L’arrêt attaqué constate que, « le 31 mars 1989, [l’auteur de la défenderesse] et la [demanderesse] ont conclu un contrat de ‘vente de produits à extraire’ en vertu duquel leur collaboration est organisée pour l’exploitation conjointe de [la] carrière de C. [...], dont [ledit auteur] était propriétaire » ; que le premier octroie à la seconde « le droit d’exploiter les gisements de calcaire et de dolomie tout en se réservant l’exploitation de la bande de pierre bleue pour laquelle [la demanderesse] s’engage à acheter les déchets d’abattage non utilisables au sciage et les déchets de sciage » ; que « la redevance à payer par [la demanderesse] est de ‘dix francs par tonne vendue jusqu’à un tonnage de 150 000 tonnes par an (calcaire, dolomie, déchets de pierre bleue confondus) et de huit francs par tonne vendue au-dessus de 150 000 tonnes par an’ » ; qu’« il est par ailleurs précisé qu’en ce qui concerne les déchets de petit granit (pierre bleue), [la demanderesse] acquittera lors de l’achat une somme de quinze francs la tonne, indépendamment de la redevance » ; que « ce contrat reste en vigueur jusqu’à l’épuisement des gisements respectifs, [la demanderesse] pouvant toutefois y mettre fin à tout moment moyennant le préavis d’un an » ; qu’« un addendum au contrat de vente prévo[it] que ‘[la demanderesse] est tenue de vendre chaque année un tonnage minimum de 100 000 tonnes de calcaire, dolomie, déchets de pierre bleue et, à partir du 1er janvier 1991, un tonnage minimum de 75 000 tonnes de grès ; [que], si ces tonnages ne sont pas atteints, la redevance [...] reste néanmoins due pour ces minimas de 100 000 tonnes et de 75 000 tonnes’ », et que « les redevances sont payées une fois par mois, sur la base de l’état détaillé des quantités d’agrégats vendus au cours du mois précédent ».
L’arrêt attaqué n’a pu, sans violer l’article 2277 de l’ancien Code civil, déduire desdites constatations que cette disposition n’est pas applicable aux dettes de redevances de la demanderesse, par les motifs que « les parties [sont] liées non par un contrat de location avec pour contrepartie le paiement d’un loyer mais par un contrat de vente de produits à extraire dont la quantité est définie lors de la conclusion du contrat, s’agissant de la quantité de matériaux à extraire subsistant dans les gisements », que « la dette est le prix des matériaux extraits », que « le prix est fixé par tonne vendue » et que « la dette n’augmente donc pas en fonction de l’écoulement du temps mais en fonction de l’activité de [la demanderesse] et des ventes successives réalisées ».

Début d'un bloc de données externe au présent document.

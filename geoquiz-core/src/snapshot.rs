//! Session snapshots and their storage
//!
//! A snapshot is a flat JSON record:
//!
//! ```json
//! {
//!   "gameMode": "us-states",
//!   "guessedCountries": ["CA", "TX"],
//!   "time": 120,
//!   "streak": 2,
//!   "recentGuesses": [{"code": "TX", "name": "Texas"}],
//!   "celebratedContinents": [],
//!   "timestamp": 1700000000000
//! }
//! ```
//!
//! The key names are kept for every collection (states are stored under
//! `guessedCountries` too). A record that cannot be decoded, or names an
//! unknown mode, means "nothing to resume": it is logged and skipped.

use serde::{Deserialize, Serialize};
use std::sync::Mutex;

use crate::catalog::Catalog;
use crate::error::StoreError;
use crate::mode::GameMode;
use crate::outcome::RecentGuess;
use crate::session::{SessionState, RECENT_GUESS_LIMIT};

#[derive(Debug, Clone, PartialEq, Eq, Serialize, Deserialize)]
#[serde(rename_all = "camelCase")]
pub struct Snapshot {
    pub game_mode: String,
    pub guessed_countries: Vec<String>,
    pub time: u32,
    #[serde(default)]
    pub streak: u32,
    #[serde(default)]
    pub recent_guesses: Vec<RecentGuess>,
    #[serde(default)]
    pub celebrated_continents: Vec<String>,
    /// Epoch milliseconds at capture.
    #[serde(default)]
    pub timestamp: i64,
}

impl Snapshot {
    /// Capture `state`, stamped with the current time.
    pub fn capture(state: &SessionState) -> Self {
        Self {
            game_mode: state.mode.slug(),
            // BTreeSet iteration is already sorted
            guessed_countries: state.guessed_codes.iter().cloned().collect(),
            time: state.time,
            streak: state.streak,
            recent_guesses: state.recent.to_vec(),
            celebrated_continents: state.celebrated.iter().cloned().collect(),
            timestamp: chrono::Utc::now().timestamp_millis(),
        }
    }

    pub fn encode(&self) -> Result<String, StoreError> {
        Ok(serde_json::to_string(self)?)
    }

    /// Parse a stored record. Garbage yields `None`.
    pub fn decode(json: &str) -> Option<Self> {
        match serde_json::from_str(json) {
            Ok(snapshot) => Some(snapshot),
            Err(e) => {
                tracing::warn!(error = %e, "Discarding unreadable snapshot");
                None
            }
        }
    }

    /// Rebuild session state. An unknown mode yields `None`.
    pub fn restore(self, catalog: &Catalog) -> Option<SessionState> {
        let mode = match GameMode::parse(&self.game_mode, catalog) {
            Ok(mode) => mode,
            Err(e) => {
                tracing::warn!(error = %e, "Discarding snapshot with unknown mode");
                return None;
            }
        };

        let mut state = SessionState::new(mode, self.time);
        state.guessed_codes = self
            .guessed_countries
            .into_iter()
            .map(|code| code.to_ascii_uppercase())
            .collect();
        state.streak = self.streak;
        state.recent = self
            .recent_guesses
            .into_iter()
            .take(RECENT_GUESS_LIMIT)
            .collect();
        state.celebrated = self.celebrated_continents.into_iter().collect();
        Some(state)
    }
}

/// Storage medium for the single resumable snapshot.
pub trait SnapshotStore: Send + Sync {
    fn load(&self) -> Result<Option<String>, StoreError>;
    fn save(&self, record: &str) -> Result<(), StoreError>;
    fn clear(&self) -> Result<(), StoreError>;
}

/// In-process store, for tests and embedding.
#[derive(Debug, Default)]
pub struct MemorySnapshotStore {
    record: Mutex<Option<String>>,
}

impl MemorySnapshotStore {
    pub fn new() -> Self {
        Self::default()
    }

    fn slot(&self) -> std::sync::MutexGuard<'_, Option<String>> {
        self.record
            .lock()
            .unwrap_or_else(|poisoned| poisoned.into_inner())
    }
}

impl SnapshotStore for MemorySnapshotStore {
    fn load(&self) -> Result<Option<String>, StoreError> {
        Ok(self.slot().clone())
    }

    fn save(&self, record: &str) -> Result<(), StoreError> {
        *self.slot() = Some(record.to_string());
        Ok(())
    }

    fn clear(&self) -> Result<(), StoreError> {
        *self.slot() = None;
        Ok(())
    }
}

/// Encode and save a snapshot of `state`.
pub fn persist(store: &dyn SnapshotStore, state: &SessionState) -> Result<(), StoreError> {
    store.save(&Snapshot::capture(state).encode()?)
}

/// Load and restore the stored session, if there is a usable one.
pub fn load_resumable(
    store: &dyn SnapshotStore,
    catalog: &Catalog,
) -> Result<Option<SessionState>, StoreError> {
    Ok(store
        .load()?
        .and_then(|record| Snapshot::decode(&record))
        .and_then(|snapshot| snapshot.restore(catalog)))
}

Le moyen, en cette branche, est fondé.
Et il n’y a lieu d’examiner ni le premier moyen ni les deuxièmes et troisièmes branches du second moyen, qui ne sauraient entraîner une cassation plus étendue.
Par ces motifs,
La Cour
Casse l’arrêt attaqué en tant qu’il décide que l’action de la défenderesse relative à la période antérieure de plus de cinq années à partir du jour de la citation introductive d’instance n’est pas prescrite ;
Ordonne que mention du présent arrêt sera faite en marge de l’arrêt partiellement cassé ;
Réserve les dépens pour qu’il soit statué sur ceux-ci par le juge du fond ;
Renvoie la cause, ainsi limitée, devant la cour d’appel de Mons.
Ainsi jugé par la Cour de cassation, première chambre, à Bruxelles, où siégeaient le président de section Christian Storck, les conseillers Marie-Claire Ernotte, Ariane Jacquemin, Maxime Marchandise et Simon Claisse, et prononcé en audience publique du huit mars deux mille vingt-quatre par le président de section Christian Storck, en présence de l’avocat général Thierry Werquin, avec l’assistance du greffier Patricia De Wadripont.